De Norte a Sul em duas rodas

Da Transamazônica diretamente para um baile de casamento em Belo Horizonte: Luiz Felipe de Araújo Miranda, de 34 anos, não se fez de rogado e chegou à festa do amigo com barro de cima a baixo, depois de uma aventura de 30 dias de moto. Para desespero da noiva, os convidados a deixaram de lado e correram para tirar foto com Felipe e sua motocicleta. Mais calmos depois da surpresa, os recém-casados também resolveram brincar com a situação e registrar o momento fazendo cara de nojo diante da roupa enlameada de Miranda.
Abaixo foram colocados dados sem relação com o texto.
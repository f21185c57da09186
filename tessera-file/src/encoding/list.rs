use arrow_array::cast::AsArray;
use arrow_array::{Array, ArrayRef};
use arrow_buffer::{Buffer, OffsetBuffer};
use bytes::{BufMut, BytesMut};
use tessera_error::{TesseraResult, tessera_err};

use super::varbin::read_offsets;

/// Append the rebased offsets of a list array, returning the slice of the child that its
/// elements cover.
pub(crate) fn encode_list_offsets(array: &dyn Array, out: &mut BytesMut) -> TesseraResult<ArrayRef> {
    let list = array
        .as_list_opt::<i32>()
        .ok_or_else(|| tessera_err!("expected a list array, got {}", array.data_type()))?;

    let offsets = list.value_offsets();
    let first = offsets.first().copied().unwrap_or_default();
    let last = offsets.last().copied().unwrap_or_default();

    let rebased: Vec<i32> = offsets.iter().map(|o| o - first).collect();
    out.put_slice(Buffer::from_vec(rebased).as_slice());

    Ok(list
        .values()
        .slice(first as usize, (last - first) as usize))
}

/// Read the offsets of a list page whose child page holds `child_len` values.
pub(crate) fn decode_list_offsets(
    payload: &[u8],
    len: usize,
    child_len: usize,
) -> TesseraResult<OffsetBuffer<i32>> {
    read_offsets::<i32>(payload, len, child_len)
}

#[cfg(test)]
mod tests {
    use arrow_array::ListArray;
    use arrow_array::types::Int32Type;

    use super::*;

    #[test]
    fn sliced_lists_cover_their_elements() {
        let list = ListArray::from_iter_primitive::<Int32Type, _, _>(vec![
            Some(vec![Some(1), Some(2)]),
            None,
            Some(vec![Some(3), Some(4), Some(5)]),
            Some(vec![]),
        ]);
        let sliced = list.slice(2, 2);

        let mut out = BytesMut::new();
        let child = encode_list_offsets(&sliced, &mut out).unwrap();
        assert_eq!(child.len(), 3);
        assert_eq!(child.as_primitive::<Int32Type>().values().to_vec(), vec![3, 4, 5]);

        let offsets = decode_list_offsets(&out, 2, 3).unwrap();
        assert_eq!(offsets.iter().copied().collect::<Vec<_>>(), vec![0, 3, 3]);
        assert!(decode_list_offsets(&out, 2, 4).is_err());
    }
}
Essa é somente uma das muitas histórias do aventureiro que trilha, sozinho, o Brasil em duas rodas e que, em breve, deve lançar um guia.

Questionado sobre por onde já passou no país, Felipe brinca que é mais fácil dizer aonde não foi: no Amapá. “Pelo território brasileiro só é possível chegar e sair desse estado por água. Dá para ir pela Guiana Francesa, mas a entrada lá é mais burocrática que nos EUA”, explica Miranda com certo exagero, afirmando também que o estado está na lista de destinos de 2013. Sua primeira grande viagem foi na época da faculdade de design, há dez anos – e de bicicleta. Ele rodou o litoral brasileiro por um mês, com apenas R$ 700 no bolso. Dormindo em pracinhas e nas casas de locais, o dinheiro deu até para alguns copos de cerveja vez ou outra. “Eu chegava à cidade e procurava os hippies. Depois de fazer amizade, eles me indicavam lugares baratos, ou gratuitos, para dormir”, conta.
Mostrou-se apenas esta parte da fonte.